## EXERCISE MATERIAL

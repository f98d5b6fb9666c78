//! Analysis/resynthesis pipeline
//! 
//! Binds a sample rate and a frame ladder to the framing, bin codec and
//! synthesis stages so a caller can go from samples to bin records and back.

use crate::error::{Result, SpectralError};
use crate::math::Complex;

use super::bins::{BinRecord, frames_to_bins};
use super::framing::{Frame, FrameLadder, inverse_transform_sequence};
use super::synthesis::synthesize;

/// Pipeline configuration
#[derive(Debug, Clone, PartialEq)]
pub struct PipelineConfig {
    /// Sample rate in Hz, used to label bin frequencies
    pub sample_rate: f64,
    
    /// Permitted frame sizes
    pub ladder: FrameLadder,
}

impl Default for PipelineConfig {
    fn default() -> Self {
        Self {
            sample_rate: 48000.0,
            ladder: FrameLadder::default(),
        }
    }
}

impl PipelineConfig {
    /// Check the sample rate is positive and finite
    pub fn validate(&self) -> Result<()> {
        if !self.sample_rate.is_finite() || self.sample_rate <= 0.0 {
            return Err(SpectralError::InvalidSampleRate(self.sample_rate));
        }
        Ok(())
    }
}

/// Spectral analysis/resynthesis pipeline
pub struct SpectralPipeline {
    config: PipelineConfig,
}

impl SpectralPipeline {
    /// Create a pipeline from a validated configuration
    pub fn new(config: PipelineConfig) -> Result<Self> {
        config.validate()?;
        log::debug!(
            "spectral pipeline at {} Hz, frame sizes {:?}",
            config.sample_rate,
            config.ladder.sizes()
        );
        Ok(Self { config })
    }
    
    /// Frame and transform a signal
    pub fn transform(&self, signal: &[Complex]) -> Vec<Frame> {
        self.config.ladder.transform(signal)
    }
    
    /// Inverse-transform frames and concatenate them
    pub fn inverse_transform(&self, frames: &[Frame]) -> Vec<Complex> {
        inverse_transform_sequence(frames)
    }
    
    /// Frame, transform and encode a signal into bin records
    /// 
    /// # Arguments
    /// * `signal` - Time-domain samples (imaginary parts normally zero)
    /// 
    /// # Returns
    /// One record per frame, in time order
    pub fn analyze(&self, signal: &[Complex]) -> Vec<BinRecord> {
        let records = frames_to_bins(&self.transform(signal), self.config.sample_rate);
        log::debug!("analyzed {} samples into {} bin records", signal.len(), records.len());
        records
    }
    
    /// Synthesize bin records back into a flat time-domain signal
    /// 
    /// The result includes the zero padding of the last frame.
    pub fn resynthesize(&self, records: &[BinRecord]) -> Vec<Complex> {
        synthesize(records)
    }
    
    /// Analyze then resynthesize, truncated to the input length
    pub fn round_trip(&self, signal: &[Complex]) -> Vec<Complex> {
        let mut output = self.resynthesize(&self.analyze(signal));
        output.truncate(signal.len());
        output
    }
    
    /// Frame size and frame count used for a signal of `len` samples
    pub fn frame_layout(&self, len: usize) -> (usize, usize) {
        let ladder = &self.config.ladder;
        (ladder.frame_size_for(len), ladder.frame_count_for(len))
    }
    
    /// Frequency in Hz of bin `index` within a frame of `frame_len` samples
    pub fn bin_frequency(&self, index: usize, frame_len: usize) -> f64 {
        self.config.sample_rate * index as f64 / frame_len as f64
    }
    
    /// Update configuration
    pub fn update_config(&mut self, config: PipelineConfig) -> Result<()> {
        config.validate()?;
        self.config = config;
        Ok(())
    }
    
    /// Get current configuration
    pub fn config(&self) -> &PipelineConfig {
        &self.config
    }
    
    pub fn sample_rate(&self) -> f64 {
        self.config.sample_rate
    }
}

## DIRECTIONS FOR THIS TASK
From the data, list each line in which the string "crate" appears.

## RESPONSE
use crate::error::{Result, SpectralError};
use crate::math::Complex;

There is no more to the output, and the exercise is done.